▶ _Task description_: Where does the word "ApprovalManager" occur in the entries below? Copy every line that has it.

* * *

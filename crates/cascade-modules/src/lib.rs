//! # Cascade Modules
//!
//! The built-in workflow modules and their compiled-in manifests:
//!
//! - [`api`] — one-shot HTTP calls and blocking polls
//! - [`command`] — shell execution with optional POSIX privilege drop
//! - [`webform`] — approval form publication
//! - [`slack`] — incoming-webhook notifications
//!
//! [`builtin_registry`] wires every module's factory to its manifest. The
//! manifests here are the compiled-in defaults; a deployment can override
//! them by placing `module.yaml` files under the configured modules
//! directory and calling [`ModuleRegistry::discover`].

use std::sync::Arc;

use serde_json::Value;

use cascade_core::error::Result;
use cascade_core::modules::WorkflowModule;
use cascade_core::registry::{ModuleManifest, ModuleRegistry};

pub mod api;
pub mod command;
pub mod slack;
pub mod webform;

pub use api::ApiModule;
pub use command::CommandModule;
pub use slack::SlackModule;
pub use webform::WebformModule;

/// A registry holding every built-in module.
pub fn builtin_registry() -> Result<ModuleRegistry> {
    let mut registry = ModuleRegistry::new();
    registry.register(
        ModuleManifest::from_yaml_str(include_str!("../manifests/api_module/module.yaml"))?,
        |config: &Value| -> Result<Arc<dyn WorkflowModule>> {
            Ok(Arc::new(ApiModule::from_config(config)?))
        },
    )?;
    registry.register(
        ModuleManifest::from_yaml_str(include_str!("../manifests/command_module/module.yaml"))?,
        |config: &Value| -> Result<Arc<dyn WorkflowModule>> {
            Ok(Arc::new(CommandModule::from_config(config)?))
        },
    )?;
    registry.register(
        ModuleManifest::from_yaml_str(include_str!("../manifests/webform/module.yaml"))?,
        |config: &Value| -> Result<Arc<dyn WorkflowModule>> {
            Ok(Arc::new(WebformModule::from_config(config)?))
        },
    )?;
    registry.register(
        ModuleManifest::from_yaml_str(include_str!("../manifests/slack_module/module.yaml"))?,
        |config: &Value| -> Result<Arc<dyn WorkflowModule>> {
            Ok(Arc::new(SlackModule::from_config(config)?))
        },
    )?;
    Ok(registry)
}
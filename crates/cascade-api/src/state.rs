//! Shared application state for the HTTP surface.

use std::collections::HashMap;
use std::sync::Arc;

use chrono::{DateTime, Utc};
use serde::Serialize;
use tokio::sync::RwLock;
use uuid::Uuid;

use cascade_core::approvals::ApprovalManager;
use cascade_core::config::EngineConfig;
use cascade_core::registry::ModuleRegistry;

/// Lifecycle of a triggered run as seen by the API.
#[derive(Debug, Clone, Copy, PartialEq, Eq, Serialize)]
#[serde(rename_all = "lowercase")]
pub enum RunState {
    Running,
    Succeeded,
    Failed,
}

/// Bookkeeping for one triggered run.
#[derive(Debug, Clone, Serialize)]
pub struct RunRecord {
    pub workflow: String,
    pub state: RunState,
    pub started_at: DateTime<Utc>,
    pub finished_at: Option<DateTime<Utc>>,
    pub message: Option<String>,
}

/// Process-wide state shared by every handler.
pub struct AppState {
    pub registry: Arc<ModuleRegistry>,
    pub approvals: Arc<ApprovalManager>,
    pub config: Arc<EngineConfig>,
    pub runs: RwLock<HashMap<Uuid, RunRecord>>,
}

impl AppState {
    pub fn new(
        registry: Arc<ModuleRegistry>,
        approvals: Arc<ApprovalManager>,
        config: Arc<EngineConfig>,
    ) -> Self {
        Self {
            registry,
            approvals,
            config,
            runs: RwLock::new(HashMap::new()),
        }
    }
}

* * *

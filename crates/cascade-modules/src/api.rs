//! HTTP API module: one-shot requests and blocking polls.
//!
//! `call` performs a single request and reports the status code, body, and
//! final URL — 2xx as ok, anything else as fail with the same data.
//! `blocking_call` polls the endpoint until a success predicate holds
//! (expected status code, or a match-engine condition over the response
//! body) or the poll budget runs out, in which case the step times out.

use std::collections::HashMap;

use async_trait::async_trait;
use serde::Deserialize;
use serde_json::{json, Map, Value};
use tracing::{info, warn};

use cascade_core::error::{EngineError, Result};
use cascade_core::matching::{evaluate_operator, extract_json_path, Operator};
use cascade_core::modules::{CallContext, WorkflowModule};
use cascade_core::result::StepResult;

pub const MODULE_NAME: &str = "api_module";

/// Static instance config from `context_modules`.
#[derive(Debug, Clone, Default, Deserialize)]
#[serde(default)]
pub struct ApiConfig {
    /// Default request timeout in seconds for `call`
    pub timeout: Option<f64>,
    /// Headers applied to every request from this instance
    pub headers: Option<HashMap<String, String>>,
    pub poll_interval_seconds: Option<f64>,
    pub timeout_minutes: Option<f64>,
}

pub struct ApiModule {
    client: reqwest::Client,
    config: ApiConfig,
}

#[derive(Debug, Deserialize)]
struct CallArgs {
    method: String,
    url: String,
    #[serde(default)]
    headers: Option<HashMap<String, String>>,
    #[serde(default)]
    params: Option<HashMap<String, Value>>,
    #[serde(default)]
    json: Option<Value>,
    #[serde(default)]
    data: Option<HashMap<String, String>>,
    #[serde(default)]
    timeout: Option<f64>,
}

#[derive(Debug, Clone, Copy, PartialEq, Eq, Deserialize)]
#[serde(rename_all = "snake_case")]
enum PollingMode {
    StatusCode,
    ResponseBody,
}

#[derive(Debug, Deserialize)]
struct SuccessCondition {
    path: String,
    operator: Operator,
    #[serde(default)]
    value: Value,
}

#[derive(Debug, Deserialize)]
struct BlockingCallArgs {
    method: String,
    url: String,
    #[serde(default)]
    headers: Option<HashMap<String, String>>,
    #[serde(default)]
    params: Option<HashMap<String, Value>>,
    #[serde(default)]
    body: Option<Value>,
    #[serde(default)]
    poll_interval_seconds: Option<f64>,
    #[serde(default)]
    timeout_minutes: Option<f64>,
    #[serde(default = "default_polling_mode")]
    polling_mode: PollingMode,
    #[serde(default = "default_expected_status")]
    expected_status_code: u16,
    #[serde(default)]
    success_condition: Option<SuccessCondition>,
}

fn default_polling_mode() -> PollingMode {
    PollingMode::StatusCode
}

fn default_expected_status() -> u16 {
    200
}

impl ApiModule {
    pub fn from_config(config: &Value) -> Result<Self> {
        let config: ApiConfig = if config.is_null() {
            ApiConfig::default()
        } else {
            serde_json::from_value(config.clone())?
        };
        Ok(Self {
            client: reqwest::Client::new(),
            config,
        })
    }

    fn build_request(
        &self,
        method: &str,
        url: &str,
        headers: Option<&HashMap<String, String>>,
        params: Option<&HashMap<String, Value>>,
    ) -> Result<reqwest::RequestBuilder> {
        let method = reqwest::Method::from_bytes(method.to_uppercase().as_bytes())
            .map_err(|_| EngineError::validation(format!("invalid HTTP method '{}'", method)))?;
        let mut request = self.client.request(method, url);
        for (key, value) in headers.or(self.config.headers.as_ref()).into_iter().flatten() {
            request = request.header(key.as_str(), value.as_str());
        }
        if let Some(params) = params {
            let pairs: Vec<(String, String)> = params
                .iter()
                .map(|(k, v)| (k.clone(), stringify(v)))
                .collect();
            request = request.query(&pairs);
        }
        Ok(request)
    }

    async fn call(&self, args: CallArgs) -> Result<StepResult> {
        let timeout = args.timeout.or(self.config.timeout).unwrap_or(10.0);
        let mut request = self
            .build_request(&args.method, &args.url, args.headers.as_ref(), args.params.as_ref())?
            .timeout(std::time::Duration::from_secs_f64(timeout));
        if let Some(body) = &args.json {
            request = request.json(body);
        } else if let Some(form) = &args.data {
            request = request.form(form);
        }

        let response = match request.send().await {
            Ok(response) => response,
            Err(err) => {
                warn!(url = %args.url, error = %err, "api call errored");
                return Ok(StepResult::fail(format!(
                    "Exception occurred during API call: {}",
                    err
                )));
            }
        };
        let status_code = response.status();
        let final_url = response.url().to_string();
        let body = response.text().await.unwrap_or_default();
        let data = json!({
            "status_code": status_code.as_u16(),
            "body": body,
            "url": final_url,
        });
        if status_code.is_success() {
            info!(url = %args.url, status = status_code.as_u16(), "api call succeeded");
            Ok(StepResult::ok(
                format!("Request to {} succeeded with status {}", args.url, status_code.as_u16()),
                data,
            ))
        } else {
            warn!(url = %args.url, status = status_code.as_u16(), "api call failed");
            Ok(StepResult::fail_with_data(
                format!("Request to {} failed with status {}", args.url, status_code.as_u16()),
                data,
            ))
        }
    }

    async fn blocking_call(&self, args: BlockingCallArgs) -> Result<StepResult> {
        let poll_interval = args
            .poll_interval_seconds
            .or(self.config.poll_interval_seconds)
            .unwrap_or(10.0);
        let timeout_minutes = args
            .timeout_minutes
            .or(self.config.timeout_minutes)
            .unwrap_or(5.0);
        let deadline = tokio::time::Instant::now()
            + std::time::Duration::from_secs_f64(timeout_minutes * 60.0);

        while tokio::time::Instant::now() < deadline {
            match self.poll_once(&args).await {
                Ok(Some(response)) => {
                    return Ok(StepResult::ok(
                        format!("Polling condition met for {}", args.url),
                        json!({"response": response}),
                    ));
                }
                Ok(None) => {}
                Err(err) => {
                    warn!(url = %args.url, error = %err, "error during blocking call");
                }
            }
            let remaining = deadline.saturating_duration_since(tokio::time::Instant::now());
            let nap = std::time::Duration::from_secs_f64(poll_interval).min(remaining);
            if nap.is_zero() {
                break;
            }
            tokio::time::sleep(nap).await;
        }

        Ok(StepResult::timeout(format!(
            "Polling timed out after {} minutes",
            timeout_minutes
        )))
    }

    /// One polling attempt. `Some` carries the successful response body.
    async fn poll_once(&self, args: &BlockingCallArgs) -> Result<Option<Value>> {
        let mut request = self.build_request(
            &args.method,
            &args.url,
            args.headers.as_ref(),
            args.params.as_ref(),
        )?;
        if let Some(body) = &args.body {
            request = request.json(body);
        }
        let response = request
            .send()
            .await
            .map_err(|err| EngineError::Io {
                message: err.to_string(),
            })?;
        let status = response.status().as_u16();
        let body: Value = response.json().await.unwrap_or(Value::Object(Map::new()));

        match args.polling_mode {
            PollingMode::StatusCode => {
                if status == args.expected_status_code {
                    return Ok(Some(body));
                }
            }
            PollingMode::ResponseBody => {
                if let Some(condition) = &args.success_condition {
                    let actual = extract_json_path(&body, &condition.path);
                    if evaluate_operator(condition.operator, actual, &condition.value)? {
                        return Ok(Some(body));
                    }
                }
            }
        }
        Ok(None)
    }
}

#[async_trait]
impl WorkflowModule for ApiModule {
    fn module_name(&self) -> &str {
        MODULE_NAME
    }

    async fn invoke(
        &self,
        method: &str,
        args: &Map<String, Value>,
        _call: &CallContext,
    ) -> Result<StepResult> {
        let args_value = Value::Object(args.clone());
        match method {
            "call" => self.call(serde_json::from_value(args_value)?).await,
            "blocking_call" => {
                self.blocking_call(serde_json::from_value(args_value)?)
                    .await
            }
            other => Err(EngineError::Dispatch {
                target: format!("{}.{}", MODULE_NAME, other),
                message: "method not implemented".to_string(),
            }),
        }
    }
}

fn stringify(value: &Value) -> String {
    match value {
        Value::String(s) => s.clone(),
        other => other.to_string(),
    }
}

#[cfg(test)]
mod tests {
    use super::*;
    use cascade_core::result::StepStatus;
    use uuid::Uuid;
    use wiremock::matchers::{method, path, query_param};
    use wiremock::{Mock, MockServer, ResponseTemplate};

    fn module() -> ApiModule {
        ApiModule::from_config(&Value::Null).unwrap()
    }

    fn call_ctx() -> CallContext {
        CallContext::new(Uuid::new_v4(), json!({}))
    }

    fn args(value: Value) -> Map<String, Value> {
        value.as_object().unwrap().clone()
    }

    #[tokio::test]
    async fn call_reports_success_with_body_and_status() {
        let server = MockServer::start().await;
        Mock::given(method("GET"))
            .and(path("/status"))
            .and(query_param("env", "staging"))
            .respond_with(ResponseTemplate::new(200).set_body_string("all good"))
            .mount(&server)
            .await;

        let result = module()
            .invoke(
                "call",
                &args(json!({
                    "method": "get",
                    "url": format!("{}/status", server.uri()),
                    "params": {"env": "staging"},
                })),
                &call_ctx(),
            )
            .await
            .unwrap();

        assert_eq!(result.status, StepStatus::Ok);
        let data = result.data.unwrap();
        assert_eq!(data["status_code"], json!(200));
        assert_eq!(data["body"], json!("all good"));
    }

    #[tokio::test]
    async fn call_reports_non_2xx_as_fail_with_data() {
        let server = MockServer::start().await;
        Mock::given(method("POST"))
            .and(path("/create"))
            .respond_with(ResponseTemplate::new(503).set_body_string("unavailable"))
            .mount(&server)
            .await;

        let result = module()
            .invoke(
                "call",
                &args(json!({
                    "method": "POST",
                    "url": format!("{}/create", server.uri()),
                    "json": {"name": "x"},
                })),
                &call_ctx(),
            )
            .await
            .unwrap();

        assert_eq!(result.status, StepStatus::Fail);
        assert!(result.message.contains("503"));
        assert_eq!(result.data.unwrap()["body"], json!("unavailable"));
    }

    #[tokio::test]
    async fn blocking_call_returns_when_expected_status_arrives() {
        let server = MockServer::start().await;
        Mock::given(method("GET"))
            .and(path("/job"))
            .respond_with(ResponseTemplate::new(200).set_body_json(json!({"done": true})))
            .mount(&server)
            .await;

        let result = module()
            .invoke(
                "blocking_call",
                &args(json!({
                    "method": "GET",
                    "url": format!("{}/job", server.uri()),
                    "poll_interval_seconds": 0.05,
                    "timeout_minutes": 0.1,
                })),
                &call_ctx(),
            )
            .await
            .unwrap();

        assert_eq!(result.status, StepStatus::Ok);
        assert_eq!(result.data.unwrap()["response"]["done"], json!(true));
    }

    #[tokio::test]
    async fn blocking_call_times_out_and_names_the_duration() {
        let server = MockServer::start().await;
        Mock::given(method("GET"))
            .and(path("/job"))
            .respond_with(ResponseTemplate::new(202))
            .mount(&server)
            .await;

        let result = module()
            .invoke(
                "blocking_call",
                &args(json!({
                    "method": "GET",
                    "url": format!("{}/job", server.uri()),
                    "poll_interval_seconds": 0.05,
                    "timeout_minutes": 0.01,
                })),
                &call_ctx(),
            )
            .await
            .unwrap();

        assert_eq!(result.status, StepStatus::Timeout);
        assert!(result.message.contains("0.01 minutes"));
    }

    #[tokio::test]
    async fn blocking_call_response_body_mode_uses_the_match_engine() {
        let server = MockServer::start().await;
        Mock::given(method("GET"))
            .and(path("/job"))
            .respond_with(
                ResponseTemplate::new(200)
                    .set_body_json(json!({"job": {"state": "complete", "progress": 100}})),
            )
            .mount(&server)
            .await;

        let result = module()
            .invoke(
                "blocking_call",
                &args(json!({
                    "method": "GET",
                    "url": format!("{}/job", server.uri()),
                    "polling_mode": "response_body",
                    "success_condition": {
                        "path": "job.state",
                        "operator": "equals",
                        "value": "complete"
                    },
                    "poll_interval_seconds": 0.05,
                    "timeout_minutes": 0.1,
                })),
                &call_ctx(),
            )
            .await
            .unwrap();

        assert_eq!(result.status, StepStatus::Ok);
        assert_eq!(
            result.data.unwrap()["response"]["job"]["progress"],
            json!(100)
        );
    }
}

* * *

▶ _Solution_:
use cascade_core::approvals::ApprovalManager;
    pub approvals: Arc<ApprovalManager>,
        approvals: Arc<ApprovalManager>,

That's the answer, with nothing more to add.